Mens Rea dan Actus Rea di dalam tindak pidana korupsi sangat penting untuk diperhatikan, kejahatan yang saat ini dimasukkan ke dalam katagori kejahatan luar biasa ini tidak semua dilakukan atas kesadaran atau ada niat.
Namun faktanya hari ini tidak sedikit kasus korupsi yang menyeret orang-orang tidak berdosa dalam hal ini yang telah melakukan perbuatan pidana yang secara hukum telah memenuhi unsur-unsur yang dikaitkan dengan teori hukum pidana (Mens Rea & Actus Rea, Red), sehingga apakah ketika seseorang yang berbuat tindak pidana karena ketidaktahuan yang sebenarnya hal itu dilakukan oleh bawahan atau pihak lain dan yang mana hal itu mungkin bertentangan dengan hati nurani dan tidak ada niat, apakah hal itu layak untuk dipidana atau dihukum ?
Teori hukum pidana tersebut (Mens rea & actus rea) menjadi sangat begitu penting untuk menentukan pertangungjawaban dari pelaku.
Perlu diingat bahwa setelah adanya putusan MK No. 25/PUU-XIV/2016 tentang korupsi adalah delik materil, artinya unsur memperkaya diri dan merugikan uang negara perlu dibuktikan secara.

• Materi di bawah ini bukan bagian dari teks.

//! mm_pipeline: deterministic comparison pipeline
//! (validate → resolve → estimate → aggregate → insights → build result).
//!
//! I/O is limited to the `run_from_paths` convenience entry, which delegates
//! loading to `mm_io`. Algorithms live in `mm_algo`.

#![forbid(unsafe_code)]

use std::path::Path;

use log::{debug, info, warn};
use thiserror::Error;

use mm_algo::{NoteTemplates, PlainNotes};
use mm_core::entities::{CandidateDeck, DeckComparisonResult, MetaSnapshot};
use mm_core::variables::{validate_domains, Params};
use mm_io::{loader, IoError};

pub mod aggregate;
pub mod build_result;
pub mod estimate;
pub mod insights;
pub mod resolve;
pub mod validate;

pub use build_result::verify_id;
pub use validate::{validate_snapshot, Severity, ValidationIssue, ValidationReport};

/// Single error surface for the pipeline.
#[derive(Debug, Error)]
pub enum PipelineError {
    /// The snapshot breaks a structural invariant. Not repaired.
    #[error("invalid snapshot ({code}): {message}")]
    InvalidSnapshot { code: String, message: String },

    /// An input document failed schema or shape checks while loading.
    #[error("invalid input at {pointer}: {message}")]
    InvalidInput { pointer: String, message: String },

    /// No opponent weight to aggregate over.
    #[error("insufficient data: {0}")]
    InsufficientData(String),

    /// The candidate has no cards.
    #[error("candidate deck has no cards to resolve")]
    UnresolvableCandidate,

    #[error("io: {0}")]
    Io(String),

    #[error("build: {0}")]
    Build(String),
}

impl From<IoError> for PipelineError {
    fn from(e: IoError) -> Self {
        match e {
            IoError::Schema { pointer, msg } | IoError::Json { pointer, msg } => {
                PipelineError::InvalidInput { pointer, message: msg }
            }
            IoError::Invalid(m) => PipelineError::InvalidInput { pointer: "/".into(), message: m },
            IoError::Path(m) => PipelineError::Io(m),
            IoError::Limit(m) => PipelineError::Io(format!("limit: {m}")),
            IoError::Hash(m) => PipelineError::Build(format!("hash: {m}")),
        }
    }
}

/// Compare `candidate` against `snapshot` with the default note templates.
pub fn compare(
    snapshot: &MetaSnapshot,
    candidate: &CandidateDeck,
    params: &Params,
) -> Result<DeckComparisonResult, PipelineError> {
    compare_with_notes(snapshot, candidate, params, &PlainNotes)
}

/// Full pipeline. The snapshot is only borrowed; nothing is mutated.
pub fn compare_with_notes(
    snapshot: &MetaSnapshot,
    candidate: &CandidateDeck,
    params: &Params,
    notes: &dyn NoteTemplates,
) -> Result<DeckComparisonResult, PipelineError> {
    // --- VALIDATE ---
    validate_domains(params)
        .map_err(|e| PipelineError::InvalidInput { pointer: "/params".into(), message: e.to_string() })?;
    debug!("validating snapshot '{}' ({} decks)", snapshot.id, snapshot.decks.len());
    let report = validate::validate_snapshot(snapshot, params);
    for w in report.warnings() {
        warn!("{} at {}: {}", w.code, w.where_, w.message);
    }
    report.into_result()?;
    if snapshot.is_empty() {
        return Err(PipelineError::InsufficientData("snapshot has no archetypes".into()));
    }

    // --- RESOLVE ---
    let resolution = resolve::resolve_candidate(candidate, snapshot, params)?;
    let opponents = resolve::opponents(snapshot, &resolution);

    // --- ESTIMATE (fan-out) ---
    let ctx = estimate::EstimateCtx { snapshot, candidate, resolution: &resolution };
    let scored = estimate::estimate_all(ctx, &opponents, params.max_workers);

    // --- AGGREGATE (fan-in) ---
    let agg = aggregate::aggregate_scores(&scored, snapshot, &resolution)?;

    // --- INSIGHTS ---
    let found = insights::extract_insights(&scored, params, notes);
    let matchups = insights::matchup_map(&scored, notes);

    // --- BUILD_RESULT ---
    let result = build_result::build_result(build_result::ResultInputs {
        snapshot,
        resolution,
        aggregate: agg,
        matchups,
        insights: found,
    })?;

    info!(
        "{}: archetype {}, score {:.4}, position {}, {} strengths, {} weaknesses",
        result.id,
        result.archetype.as_ref().map_or("unclassified", |a| a.as_str()),
        result.overall_meta_score,
        result.position.map_or_else(|| "-".to_string(), |p| p.to_string()),
        result.strengths.len(),
        result.weaknesses.len(),
    );
    Ok(result)
}

/// Convenience entry: load the three documents via `mm_io`, then compare.
/// `workers` overrides `Params::max_workers` when set.
pub fn run_from_paths(
    snapshot: &Path,
    candidate: &Path,
    params: Option<&Path>,
    workers: Option<usize>,
) -> Result<DeckComparisonResult, PipelineError> {
    let mut loaded = loader::load_all(snapshot, candidate, params)?;
    if let Some(n) = workers {
        loaded.params.max_workers = n.max(1);
    }
    compare(&loaded.snapshot, &loaded.candidate, &loaded.params)
}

Apalagi bila ada penangkapan (OTT) ditempat yang berbeda, tentunya KPK perlu berhati-hati dan kecermatan.
Lembaga Anti Korupsi (KPK) sebagai penegak hukum, untuk senantiasa bekerja atas dasar hati nurani, profesionalitas dan semangat anti korupsi. Sejatinya jika kita bongkar-bongkaran, masih banyak pelaku tindak korupsi yang berkeliaran dan berkelindan dimuka bumi nusantara yang secara perbuatannya lebih jelas dan tentunya sadis dalam hal merugikan keuangan negara.

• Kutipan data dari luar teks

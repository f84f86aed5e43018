//! crates/mm_pipeline/src/resolve.rs
//! RESOLVE stage: classify the candidate, then pick the opponent set.

use log::debug;

use mm_algo::{resolve, Resolution};
use mm_core::entities::{CandidateDeck, MetaDeck, MetaSnapshot};
use mm_core::variables::Params;

use crate::PipelineError;

/// Classify the candidate. An empty card multiset cannot be resolved.
pub fn resolve_candidate(
    candidate: &CandidateDeck,
    snapshot: &MetaSnapshot,
    params: &Params,
) -> Result<Resolution, PipelineError> {
    if candidate.is_empty() {
        return Err(PipelineError::UnresolvableCandidate);
    }
    let r = resolve(candidate, snapshot, params.similarity_threshold);
    match &r.label {
        Some(label) => debug!("resolved candidate as '{label}' (similarity {:.3})", r.similarity),
        None => debug!("candidate unclassified (best similarity {:.3})", r.similarity),
    }
    Ok(r)
}

/// Every snapshot archetype except the candidate's own, in snapshot order.
pub fn opponents<'a>(snapshot: &'a MetaSnapshot, resolution: &Resolution) -> Vec<&'a MetaDeck> {
    snapshot
        .decks
        .iter()
        .filter(|d| resolution.label.as_ref() != Some(&d.archetype))
        .collect()
}
//! Report JSON renderer. Field order follows the model's declaration order
//! (cover → snapshot → summary → matchups → strengths → weaknesses →
//! suggestions → integrity).

use crate::structure::ReportModel;
use crate::ReportError;

/// Pretty-printed JSON with a trailing newline.
pub fn render_json(model: &ReportModel) -> Result<String, ReportError> {
    let mut s = serde_json::to_string_pretty(model).map_err(|e| ReportError::Render(e.to_string()))?;
    s.push('\n');
    Ok(s)
}

/// The same report as a JSON value (for callers that embed it).
pub fn render_value(model: &ReportModel) -> Result<serde_json::Value, ReportError> {
    serde_json::to_value(model).map_err(|e| ReportError::Render(e.to_string()))
}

Namun hal itu, tidak pernah diungkap dan ditindak dengan tegas berdasar hukum.
Jangan hanya karena adanya OTT Bupati Bogor (AY), lembaga anti rasuah (KPK) kehilangan wibawanya dikarenakan dihujani hujatan baik dari masyarakat umum maupun dari para pakar serta akademisi.
Apalagi dengan adanya pernyataan yang disampaikan langsung oleh Bupati Bogor saat ditanya oleh rekan-rekan wartawan pada saat sebelum konferensi pers di gedung putih, yang menyatakan bahwa "Saya Dipaksa Tanggung Jawab Atas Perbuatan Anak Buah saya".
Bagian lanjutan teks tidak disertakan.